The NSA Has An Internal Office Advice Columnist And Yes, She’s An Inconsistent Hypocrite Too

Tech Dirt – by Karl Bode

Peter Maass, who I’ve been fortunate to meet and has had a pretty amazing career as an embedded war journalist, has penned a pretty fantastic read over at Glenn Greenwald’s new The Intercept venture. In it, Maass points out that among the ocean of compelling bits buried in the Snowden documents is this strange little fact: the NSA has an advice columnist who routinely provides NSA employees with office politics and interpersonal advice under the pen name “Zelda.” Her column, titled “Ask Zelda!,” routinely appears for employees with adequate security clearance via the agency’s intranet.     

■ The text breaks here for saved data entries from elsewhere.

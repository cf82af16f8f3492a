//! Shared JSON schema helpers for machine-consumable command output.

use inkweave_cli::config::SiteConfig;
use inkweave_core::{
    ContentKey, ContentRecord, FilterCriteria, ModelExport, ProjectView, TopicView,
};
use serde::Serialize;

pub const SCHEMA_VERSION: &str = "2025-01-inkweave-v1";

/// Standard envelope for machine-consumable responses.
#[derive(Serialize)]
pub struct Envelope<T> {
    pub schema_version: &'static str,
    pub kind: &'static str,
    pub data: T,
}

pub fn envelope<T>(kind: &'static str, data: T) -> Envelope<T> {
    Envelope {
        schema_version: SCHEMA_VERSION,
        kind,
        data,
    }
}

#[derive(Serialize)]
pub struct ListData<'a> {
    pub criteria: &'a FilterCriteria,
    pub total: usize,
    pub posts: Vec<&'a ContentRecord>,
}

#[derive(Serialize)]
pub struct TagsData {
    pub tags: Vec<String>,
}

#[derive(Serialize)]
pub struct TopicData<'a> {
    #[serde(flatten)]
    pub topic: TopicView,
    pub items: Vec<&'a ContentRecord>,
}

#[derive(Serialize)]
pub struct ProjectData<'a> {
    #[serde(flatten)]
    pub project: ProjectView,
    pub items: Vec<&'a ContentRecord>,
}

#[derive(Serialize)]
pub struct ExportData<'a> {
    pub site: &'a SiteConfig,
    #[serde(flatten)]
    pub model: ModelExport<'a>,
}

/// Print a serializable payload as JSON
pub fn print_json<T: Serialize>(payload: &T, pretty: bool) -> anyhow::Result<()> {
    let json = if pretty {
        serde_json::to_string_pretty(payload)?
    } else {
        serde_json::to_string(payload)?
    };
    println!("{json}");
    Ok(())
}

/// One-line human label for a content key
pub fn key_label(key: &ContentKey) -> String {
    format!("[{}] {}", key.content_type, key.slug)
}
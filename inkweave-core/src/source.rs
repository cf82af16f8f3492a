//! Raw record acquisition boundary.
//!
//! The content compiler hands over four collections of raw modules keyed by
//! source path. How they are produced (bundler, filesystem walk, fixtures) is
//! up to the [`RecordSource`] implementation.

use async_trait::async_trait;
use serde_json::{Map, Value};
use std::collections::BTreeMap;
use thiserror::Error;

#[derive(Error, Debug)]
pub enum SourceError {
    #[error("IO error: {0}")]
    Io(#[from] std::io::Error),

    #[error("Invalid record {path}: {message}")]
    InvalidRecord { path: String, message: String },

    #[error(transparent)]
    Other(#[from] anyhow::Error),
}

/// A compiled content module of arbitrary shape
#[derive(Debug, Clone, Default, PartialEq)]
pub struct RawModule(Map<String, Value>);

impl RawModule {
    pub fn new(fields: Map<String, Value>) -> Self {
        Self(fields)
    }

    /// Wrap a JSON value; anything other than an object yields an empty module
    pub fn from_json(value: Value) -> Self {
        match value {
            Value::Object(fields) => Self(fields),
            _ => Self::default(),
        }
    }

    pub fn get(&self, key: &str) -> Option<&Value> {
        self.0.get(key)
    }

    pub fn fields(&self) -> &Map<String, Value> {
        &self.0
    }
}

impl From<Map<String, Value>> for RawModule {
    fn from(fields: Map<String, Value>) -> Self {
        Self(fields)
    }
}

/// Source path to raw module
pub type RawCollection = BTreeMap<String, RawModule>;

/// Everything a load needs, grouped by record kind
#[derive(Debug, Clone, Default, PartialEq)]
pub struct RawCollections {
    pub topics: RawCollection,
    pub projects: RawCollection,
    pub blog: RawCollection,
    pub notes: RawCollection,
}

impl RawCollections {
    pub fn new() -> Self {
        Self::default()
    }

    pub fn len(&self) -> usize {
        self.topics.len() + self.projects.len() + self.blog.len() + self.notes.len()
    }

    pub fn is_empty(&self) -> bool {
        self.len() == 0
    }
}

/// Asynchronous supplier of raw content records
#[async_trait]
pub trait RecordSource: Send + Sync {
    async fn fetch(&self) -> Result<RawCollections, SourceError>;
}

/// Serves a fixed, already materialized set of collections
#[derive(Debug, Clone, Default)]
pub struct StaticSource {
    collections: RawCollections,
}

impl StaticSource {
    pub fn new(collections: RawCollections) -> Self {
        Self { collections }
    }
}

#[async_trait]
impl RecordSource for StaticSource {
    async fn fetch(&self) -> Result<RawCollections, SourceError> {
        Ok(self.collections.clone())
    }
}
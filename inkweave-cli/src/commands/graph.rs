//! Topic and project aggregation views.

use super::load_store;
use crate::agent;
use anyhow::{Context, Result};
use inkweave_core::{ProjectView, TopicView};
use std::path::Path;

pub async fn show_topic(config_path: &Path, slug: &str, json: bool) -> Result<()> {
    let store = load_store(config_path).await?;
    let model = store.model();
    let topic = model
        .topic(slug)
        .with_context(|| format!("Topic '{}' not found", slug))?;
    let view = TopicView::new(&model, topic);

    if json {
        let payload = agent::envelope(
            "topic.full",
            agent::TopicData {
                topic: view,
                items: model.topic_items(topic).collect(),
            },
        );
        return agent::print_json(&payload, true);
    }

    println!("{} ({})", view.title.as_deref().unwrap_or("(untitled)"), view.slug);
    println!("\nProjects ({}):", view.projects.len());
    for project in model.topic_projects(topic) {
        println!("  {} ({})", project.title().unwrap_or("(untitled)"), project.slug);
    }
    println!("\nPosts ({}):", view.posts.len());
    for key in &view.posts {
        println!("  {}", agent::key_label(key));
    }
    Ok(())
}

pub async fn show_project(config_path: &Path, slug: &str, json: bool) -> Result<()> {
    let store = load_store(config_path).await?;
    let model = store.model();
    let project = model
        .project(slug)
        .with_context(|| format!("Project '{}' not found", slug))?;
    let view = ProjectView::new(&model, project);

    if json {
        let payload = agent::envelope(
            "project.full",
            agent::ProjectData {
                project: view,
                items: model.project_posts(project).collect(),
            },
        );
        return agent::print_json(&payload, true);
    }

    println!("{} ({})", view.title.as_deref().unwrap_or("(untitled)"), view.slug);
    if let Some(topic) = view.topic.as_deref().and_then(|t| model.topic(t)) {
        println!("  topic: {} ({})", topic.title().unwrap_or("-"), topic.slug);
    }
    println!("\nPosts ({}):", view.posts.len());
    for key in &view.posts {
        println!("  {}", agent::key_label(key));
    }
    Ok(())
}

Many of the advice columns released via Snowden’s document dump deal with perfectly ordinary office politics, like complaints about stealing sodas out of refrigerators, stinky co-workers, or bosses who can’t be bothered to respond to e-mails. But Maass points out that one of the more entertaining columns involves complaints by an NSA worker who is concerned about their boss spying on them. In a column signed “Silence in SID,” an employee writes in:

“Here’s the scenario: when the boss sees co-workers having a quiet conversation, he wants to know what is being said (it’s mostly work related). He has his designated “snitches” and expects them to keep him apprised of all the office gossip – even calling them at home and expecting a run-down! This puts the “designees” in a really awkward position; plus, we’re all afraid any offhand comment or anything said in confidence might be either repeated or misrepresented.”

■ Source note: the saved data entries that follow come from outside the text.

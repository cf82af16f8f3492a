//! CLI command implementations.

pub mod export;
pub mod graph;
pub mod list;
pub mod show;

pub use export::export_model;
pub use graph::{show_project, show_topic};
pub use list::{list_posts, list_tags, ListOptions};
pub use show::show_post;

use anyhow::{Context, Result};
use inkweave_cli::{Config, DirectorySource};
use inkweave_core::{ContentRecord, ContentStore};
use std::path::Path;

/// Read the config file, or fall back to defaults when it does not exist.
pub fn load_config(config_path: &Path) -> Result<Config> {
    if !config_path.exists() {
        tracing::debug!("No config at {:?}, using defaults", config_path);
        return Ok(Config::default());
    }
    Config::from_file(config_path)
        .with_context(|| format!("Failed to load configuration {:?}", config_path))
}

/// Build the content store from the directories named in `config`.
pub async fn load_content(config: Config) -> Result<ContentStore> {
    let store = ContentStore::new();
    store
        .load(&DirectorySource::new(config))
        .await
        .context("Failed to load content")?;
    Ok(store)
}

/// Load configuration and build the content store from disk.
pub async fn load_store(config_path: &Path) -> Result<ContentStore> {
    load_content(load_config(config_path)?).await
}

/// Print a content record as a short text block.
pub(crate) fn print_record(record: &ContentRecord) {
    // [blog] Intro to Parsing
    //   intro · 2024-01-01 · 4 min · rust, parsing

    println!(
        "[{}] {}",
        record.content_type,
        record.title().unwrap_or("(untitled)")
    );

    let mut details = vec![record.slug.clone()];
    if let Some(date) = &record.meta.date {
        details.push(date.clone());
    }
    if let Some(minutes) = record.meta.read_time {
        details.push(format!("{} min", minutes));
    }
    if !record.tags().is_empty() {
        details.push(record.tags().join(", "));
    }
    println!("  {}", details.join(" · "));
}
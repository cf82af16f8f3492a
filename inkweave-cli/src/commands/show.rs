//! Fetch a single content item with its resolved links.

use super::{load_store, print_record};
use crate::agent;
use anyhow::{Context, Result};
use inkweave_core::ContentType;
use std::path::Path;

pub async fn show_post(
    config_path: &Path,
    slug: &str,
    content_type: ContentType,
    json: bool,
) -> Result<()> {
    let store = load_store(config_path).await?;
    let post = store
        .get_post(slug, content_type)
        .with_context(|| format!("No {} named '{}'", content_type, slug))?;

    if json {
        return agent::print_json(&agent::envelope("content.item", &post), true);
    }

    print_record(&post);
    if let Some(project) = &post.project_data {
        println!("  project: {} ({})", project.title.as_deref().unwrap_or("-"), project.slug);
    }
    if let Some(topic) = &post.topic_data {
        println!("  topic: {} ({})", topic.title.as_deref().unwrap_or("-"), topic.slug);
    }
    if let Some(related) = post.related_posts.as_ref().filter(|r| !r.is_empty()) {
        println!("  related:");
        for item in related {
            println!(
                "    [{}] {} ({})",
                item.content_type,
                item.title.as_deref().unwrap_or("(untitled)"),
                item.slug
            );
        }
    }
    Ok(())
}
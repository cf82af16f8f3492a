//! Slug lookup tables over normalized records.

use crate::models::{ArenaId, ContentId, ContentRecord, SiteModel};
use crate::normalize::NormalizedContent;
use std::cmp::Reverse;
use std::collections::HashMap;

/// Indexed but not yet linked content
///
/// Linking consumes this value, so a model can only ever be linked once.
#[derive(Debug, Clone, Default, PartialEq)]
pub struct IndexedContent {
    pub(crate) model: SiteModel,
}

impl IndexedContent {
    /// The indices as built, with every aggregation list still empty
    pub fn model(&self) -> &SiteModel {
        &self.model
    }
}

/// Build the topic, project and content indices
///
/// Topics and projects keep source order; a repeated slug replaces the
/// earlier entry in place. Content is blog-then-notes, stably sorted by date
/// descending, with undated records last.
pub fn build_indices(content: NormalizedContent) -> IndexedContent {
    let mut model = SiteModel::default();

    for entry in content.topics {
        let slug = entry.slug.clone();
        upsert(&mut model.topics, &mut model.topic_index, slug, entry.into());
    }

    for entry in content.projects {
        let slug = entry.slug.clone();
        upsert(&mut model.projects, &mut model.project_index, slug, entry.into());
    }

    let mut posts: Vec<ContentRecord> = content.blog.into_iter().chain(content.notes).collect();
    posts.sort_by_cached_key(|record| Reverse(record.timestamp_millis()));

    for (position, record) in posts.iter().enumerate() {
        if let Some(previous) = model
            .content_index
            .insert(record.slug.clone(), ContentId::from_index(position))
        {
            tracing::debug!(
                "Content slug '{}' shadows an earlier {} record",
                record.slug,
                posts[previous.index()].content_type
            );
        }
    }
    model.posts = posts;

    tracing::debug!(
        "Indexed {} topics, {} projects, {} content records",
        model.topics.len(),
        model.projects.len(),
        model.posts.len()
    );

    IndexedContent { model }
}

fn upsert<T, I: ArenaId>(items: &mut Vec<T>, index: &mut HashMap<String, I>, slug: String, item: T) {
    match index.get(&slug) {
        Some(id) => {
            tracing::warn!("Duplicate slug: {}", slug);
            items[id.index()] = item;
        }
        None => {
            index.insert(slug, I::from_index(items.len()));
            items.push(item);
        }
    }
}
//! EEG recording ingestion and display filtering.
//!
//! Parses EDF/BDF and timestamped CSV uploads into a uniform metadata shape,
//! validates the electrode montage, and produces zero-phase filtered windows
//! for viewing and analysis.

pub mod analysis;
pub mod config;
pub mod edf;
pub mod error;
pub mod file_readers;
pub mod montage;
pub mod signal_processing;
pub mod types;

pub use analysis::{AnalysisRequest, AnalysisResults, AnalysisWorker, ProcessingConfig};
pub use config::{ExtractorConfig, IngestConfig};
pub use error::{ErrorKind, IngestError, Result};
pub use file_readers::{
    load_path, load_recording, validate_upload, FormatHint, LoadedRecording, ValidationOutcome,
};
pub use montage::{MontagePolicy, MontageReport, MontageSpec};
pub use signal_processing::{FilterPipeline, FilterSpec, WindowSlice, WindowedExtractor};
pub use types::*;
use serde::Serialize;
use thiserror::Error;

#[derive(Error, Debug)]
pub enum IngestError {
    #[error("Unrecognized file format: {0}")]
    Format(String),

    #[error("File too small: need at least {required} bytes, got {actual}")]
    BufferTooSmall { required: usize, actual: usize },

    #[error("Header incomplete: {channels} channels need {required} header bytes, got {actual}")]
    HeaderIncomplete {
        channels: usize,
        required: usize,
        actual: usize,
    },

    #[error("Expected at least {minimum} channels, found {found}")]
    ChannelCount { found: usize, minimum: usize },

    #[error("{}", montage_message(.missing, .unexpected))]
    Montage {
        missing: Vec<String>,
        unexpected: Vec<String>,
    },

    #[error("Invalid {field} '{value}'")]
    HeaderField { field: String, value: String },

    #[error("Cannot determine sampling rate: {0}")]
    SamplingRate(String),

    #[error("CSV file must have 'timestamp' as first column, found '{0}'")]
    MissingTimestampColumn(String),

    #[error("CSV file must have at least one channel column")]
    NoChannelColumns,

    #[error("No valid EEG or ECG channels found (columns: {})", .0.join(", "))]
    NoValidChannels(Vec<String>),

    #[error("CSV error: {0}")]
    Csv(#[from] csv::Error),

    #[error("IO error: {0}")]
    Io(#[from] std::io::Error),

    #[error("Invalid configuration: {0}")]
    Config(#[from] serde_json::Error),
}

/// Coarse error taxonomy reported to the upload layer.
#[derive(Debug, Clone, Copy, PartialEq, Eq, Serialize)]
#[serde(rename_all = "snake_case")]
pub enum ErrorKind {
    Format,
    Size,
    ChannelCount,
    Montage,
    HeaderField,
    SamplingRate,
    Csv,
    Io,
    Config,
}

impl IngestError {
    pub fn kind(&self) -> ErrorKind {
        match self {
            IngestError::Format(_) => ErrorKind::Format,
            IngestError::BufferTooSmall { .. } | IngestError::HeaderIncomplete { .. } => {
                ErrorKind::Size
            }
            IngestError::ChannelCount { .. } => ErrorKind::ChannelCount,
            IngestError::Montage { .. } => ErrorKind::Montage,
            IngestError::HeaderField { .. } => ErrorKind::HeaderField,
            IngestError::SamplingRate(_) => ErrorKind::SamplingRate,
            IngestError::MissingTimestampColumn(_)
            | IngestError::NoChannelColumns
            | IngestError::NoValidChannels(_)
            | IngestError::Csv(_) => ErrorKind::Csv,
            IngestError::Io(_) => ErrorKind::Io,
            IngestError::Config(_) => ErrorKind::Config,
        }
    }

    pub(crate) fn header_field(field: &str, value: &str) -> Self {
        IngestError::HeaderField {
            field: field.to_string(),
            value: value.to_string(),
        }
    }
}

fn montage_message(missing: &[String], unexpected: &[String]) -> String {
    match (missing.is_empty(), unexpected.is_empty()) {
        (false, true) => format!(
            "Missing required channels: {}. Expected 10-20 montage.",
            missing.join(", ")
        ),
        (true, false) => format!(
            "Unexpected channels found: {}. Only the standard montages are supported.",
            unexpected.join(", ")
        ),
        _ => format!(
            "Missing required channels: {}; unexpected channels: {}",
            missing.join(", "),
            unexpected.join(", ")
        ),
    }
}

pub type Result<T> = std::result::Result<T, IngestError>;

The tension created by having an overly nosy boss has resulted, the employee claims, in workplace efficiency problems and a growing lack of trust in the establishment:

“We used to be able to joke around a little or talk about our favorite “Idol” contestant to break the tension, but now we’re getting more and more skittish about even the most mundane general conversations (“Did you have a good weekend?”). This was once a very open, cooperative group who worked well together. Now we’re more suspicious of each other and teamwork is becoming harder. Do you think this was the goal?

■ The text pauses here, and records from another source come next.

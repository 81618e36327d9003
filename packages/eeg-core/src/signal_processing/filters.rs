//! Digital Filter Implementations
//!
//! IIR filters built from second-order sections (biquads) run with a
//! Direct Form II Transposed recursion. Supports Butterworth highpass/lowpass
//! and notch designs, plus zero-phase (forward-backward) application.

use serde::{Deserialize, Serialize};
use std::f64::consts::PI;

/// Signals shorter than this are returned unfiltered
pub const MIN_FILTER_LEN: usize = 10;

/// Upper bound on the edge-reflection padding of [`filtfilt`]
pub const MAX_PAD_LEN: usize = 1000;

/// Quality factor of the power-line notch
pub const NOTCH_Q: f64 = 30.0;

/// Filter type enumeration
#[derive(Debug, Clone, Copy, PartialEq, Eq, Serialize, Deserialize)]
#[serde(rename_all = "snake_case")]
pub enum FilterType {
    Lowpass,
    Highpass,
    Notch,
}

/// Second-order section (biquad) coefficients
/// Transfer function: H(z) = (b0 + b1*z^-1 + b2*z^-2) / (1 + a1*z^-1 + a2*z^-2)
#[derive(Debug, Clone, Copy, PartialEq)]
pub struct BiquadCoeffs {
    pub b0: f64,
    pub b1: f64,
    pub b2: f64,
    pub a1: f64,
    pub a2: f64,
}

impl BiquadCoeffs {
    /// Magnitude response at `freq` Hz.
    pub fn magnitude_at(&self, freq: f64, sample_rate: f64) -> f64 {
        let w = 2.0 * PI * freq / sample_rate;
        let (c1, s1) = (w.cos(), w.sin());
        let (c2, s2) = ((2.0 * w).cos(), (2.0 * w).sin());

        let num_re = self.b0 + self.b1 * c1 + self.b2 * c2;
        let num_im = -(self.b1 * s1 + self.b2 * s2);
        let den_re = 1.0 + self.a1 * c1 + self.a2 * c2;
        let den_im = -(self.a1 * s1 + self.a2 * s2);

        (num_re.hypot(num_im)) / (den_re.hypot(den_im))
    }

    /// Largest pole magnitude; below 1 for a stable section.
    pub fn pole_radius(&self) -> f64 {
        let discriminant = self.a1 * self.a1 - 4.0 * self.a2;
        if discriminant < 0.0 {
            self.a2.sqrt()
        } else {
            let root = discriminant.sqrt();
            ((-self.a1 + root) / 2.0)
                .abs()
                .max(((-self.a1 - root) / 2.0).abs())
        }
    }
}

/// State for a single biquad section (Direct Form II Transposed)
#[derive(Debug, Clone, Default)]
pub struct BiquadState {
    z1: f64,
    z2: f64,
}

/// Single biquad filter section
#[derive(Debug, Clone)]
pub struct BiquadFilter {
    coeffs: BiquadCoeffs,
    state: BiquadState,
}

impl BiquadFilter {
    pub fn new(coeffs: BiquadCoeffs) -> Self {
        Self {
            coeffs,
            state: BiquadState::default(),
        }
    }

    /// Process a single sample using Direct Form II Transposed
    #[inline]
    pub fn process(&mut self, input: f64) -> f64 {
        let output = self.coeffs.b0 * input + self.state.z1;
        self.state.z1 = self.coeffs.b1 * input - self.coeffs.a1 * output + self.state.z2;
        self.state.z2 = self.coeffs.b2 * input - self.coeffs.a2 * output;
        output
    }

    pub fn coeffs(&self) -> BiquadCoeffs {
        self.coeffs
    }

    /// Reset filter state
    pub fn reset(&mut self) {
        self.state = BiquadState::default();
    }
}

/// Cascaded second-order sections filter
#[derive(Debug, Clone)]
pub struct SosFilter {
    sections: Vec<BiquadFilter>,
}

impl SosFilter {
    pub fn new(sections: Vec<BiquadCoeffs>) -> Self {
        Self {
            sections: sections.into_iter().map(BiquadFilter::new).collect(),
        }
    }

    pub fn sections(&self) -> Vec<BiquadCoeffs> {
        self.sections.iter().map(BiquadFilter::coeffs).collect()
    }

    pub fn is_empty(&self) -> bool {
        self.sections.is_empty()
    }

    /// Process a single sample through all sections
    #[inline]
    pub fn process(&mut self, input: f64) -> f64 {
        let mut output = input;
        for section in &mut self.sections {
            output = section.process(output);
        }
        output
    }

    /// Process an entire signal array in-place
    pub fn process_signal(&mut self, signal: &mut [f64]) {
        for sample in signal.iter_mut() {
            *sample = self.process(*sample);
        }
    }

    /// Process a signal and return a new array (original unchanged)
    pub fn filter(&mut self, signal: &[f64]) -> Vec<f64> {
        signal.iter().map(|&s| self.process(s)).collect()
    }

    /// Reset all section states
    pub fn reset(&mut self) {
        for section in &mut self.sections {
            section.reset();
        }
    }

    /// Samples until the slowest pole's response falls below `tolerance`
    /// of its initial amplitude. Saturates for unstable cascades.
    pub fn settle_samples(&self, tolerance: f64) -> usize {
        let radius = self
            .sections
            .iter()
            .map(|s| s.coeffs().pole_radius())
            .fold(0.0, f64::max);
        if radius <= 0.0 {
            return 0;
        }
        if radius >= 1.0 {
            return usize::MAX;
        }
        (tolerance.ln() / radius.ln()).ceil() as usize
    }
}

/// Butterworth filter designer (bilinear transform with prewarping)
pub struct ButterworthFilter;

impl ButterworthFilter {
    /// Design a Butterworth lowpass filter
    pub fn lowpass(cutoff: f64, sample_rate: f64, order: usize) -> SosFilter {
        let wn = Self::prewarp(cutoff, sample_rate);
        SosFilter::new(Self::design(wn, order, FilterType::Lowpass))
    }

    /// Design a Butterworth highpass filter
    pub fn highpass(cutoff: f64, sample_rate: f64, order: usize) -> SosFilter {
        let wn = Self::prewarp(cutoff, sample_rate);
        SosFilter::new(Self::design(wn, order, FilterType::Highpass))
    }

    /// Prewarp frequency for bilinear transform
    fn prewarp(freq: f64, sample_rate: f64) -> f64 {
        (PI * freq / sample_rate).tan()
    }

    /// Analog prototype pole pairs `s^2 + a*s + 1` with `a = 2 sin(theta_k)`,
    /// mapped through the bilinear transform.
    fn design(wn: f64, order: usize, kind: FilterType) -> Vec<BiquadCoeffs> {
        let order = order.max(1);
        let num_sections = (order + 1) / 2;
        let mut sections = Vec::with_capacity(num_sections);
        let wn2 = wn * wn;

        for k in 0..num_sections {
            if order % 2 == 1 && k == num_sections - 1 {
                // First-order section: H(s) = wn / (s + wn) or s / (s + wn)
                let k_coeff = match kind {
                    FilterType::Highpass => 1.0 / (1.0 + wn),
                    _ => wn / (1.0 + wn),
                };
                let b1 = match kind {
                    FilterType::Highpass => -k_coeff,
                    _ => k_coeff,
                };
                sections.push(BiquadCoeffs {
                    b0: k_coeff,
                    b1,
                    b2: 0.0,
                    a1: (wn - 1.0) / (wn + 1.0),
                    a2: 0.0,
                });
                continue;
            }

            let theta = PI * (2.0 * k as f64 + 1.0) / (2.0 * order as f64);
            let alpha = 2.0 * theta.sin();
            let denom = 1.0 + alpha * wn + wn2;

            let (b0, b1, b2) = match kind {
                FilterType::Highpass => (1.0 / denom, -2.0 / denom, 1.0 / denom),
                _ => (wn2 / denom, 2.0 * wn2 / denom, wn2 / denom),
            };
            let a1 = 2.0 * (wn2 - 1.0) / denom;
            let a2 = (1.0 - alpha * wn + wn2) / denom;

            sections.push(BiquadCoeffs { b0, b1, b2, a1, a2 });
        }

        sections
    }
}

/// Notch (band-reject) filter for removing specific frequencies
pub struct NotchFilter;

impl NotchFilter {
    /// Design a notch filter to remove a specific frequency
    ///
    /// # Arguments
    /// * `center_freq` - Frequency to remove (Hz)
    /// * `sample_rate` - Sampling rate (Hz)
    /// * `q_factor` - Quality factor (higher = narrower notch, typical: 30-50)
    pub fn design(center_freq: f64, sample_rate: f64, q_factor: f64) -> SosFilter {
        let w0 = 2.0 * PI * center_freq / sample_rate;
        let bandwidth = w0 / q_factor;
        let gain = 1.0 / (1.0 + (bandwidth / 2.0).tan());
        let cos_w0 = w0.cos();

        SosFilter::new(vec![BiquadCoeffs {
            b0: gain,
            b1: -2.0 * gain * cos_w0,
            b2: gain,
            a1: -2.0 * gain * cos_w0,
            a2: 2.0 * gain - 1.0,
        }])
    }
}

/// Extend `signal` by `pad` samples on each side with an odd reflection
/// about the end samples (`2*x[0] - x[i]`).
pub fn odd_reflect_pad(signal: &[f64], pad: usize) -> Vec<f64> {
    let n = signal.len();
    if n == 0 {
        return Vec::new();
    }
    let pad = pad.min(n - 1);
    let (first, last) = (signal[0], signal[n - 1]);

    let mut padded = Vec::with_capacity(n + 2 * pad);
    padded.extend((1..=pad).rev().map(|i| 2.0 * first - signal[i]));
    padded.extend_from_slice(signal);
    padded.extend((1..=pad).map(|i| 2.0 * last - signal[n - 1 - i]));
    padded
}

/// Zero-phase application of a section cascade.
///
/// Pads by odd reflection (`min(len/4, MAX_PAD_LEN)` samples), filters
/// forward, reverses, filters again, reverses back and trims the padding.
/// Output always has the input's length.
pub fn filtfilt(filter: &SosFilter, signal: &[f64]) -> Vec<f64> {
    if signal.len() < MIN_FILTER_LEN || filter.is_empty() {
        return signal.to_vec();
    }

    let pad = (signal.len() / 4).min(MAX_PAD_LEN);
    let padded = odd_reflect_pad(signal, pad);

    let mut pass = filter.clone();
    pass.reset();
    let mut output = pass.filter(&padded);
    output.reverse();

    pass.reset();
    pass.process_signal(&mut output);
    output.reverse();

    output[pad..pad + signal.len()].to_vec()
}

Zelda is quite-amusingly shocked by the boss’s behavior inside of an agency of spies:

“Wow, that takes “intelligence collection” in a whole new – and inappropriate – direction. …. We work in an Agency of secrets, but this kind of secrecy begets more secrecy and it becomes a downward spiral that destroys teamwork. What if you put an end to all the secrecy by bringing it out in the open?

So spying over-broadly on people you don’t think should be spied upon destroys teamwork, fosters distrust and erodes overall efficiency, huh? Gosh, what if you took that concept and applied it to an entire planet? As Maass notes, at no point while giving advice on spying inside the NSA does Zelda seem to have awareness of the possible lessons that could be applied to spying going onoutside the NSA (at least that we get to see):

“Her response to “Silenced in SID” does not acknowledge the irony – or hypocrisy – of an employee at a spy agency complaining about being spied on. But Zelda directly addresses the long-lasting effects of inappropriate surveillance. “Trust is hard to rebuild once it has been broken,” she observes. “Your work center may take time to heal after this deplorable practice is discontinued.”

So remember, dear readers: inappropriate surveillance erodes trust, destroys teamwork, damages the overall community, and creates a general downward spiral that’s bad for everybody involved. Unless we’re doing it to the general public, in which case — who cares? Now get back to work!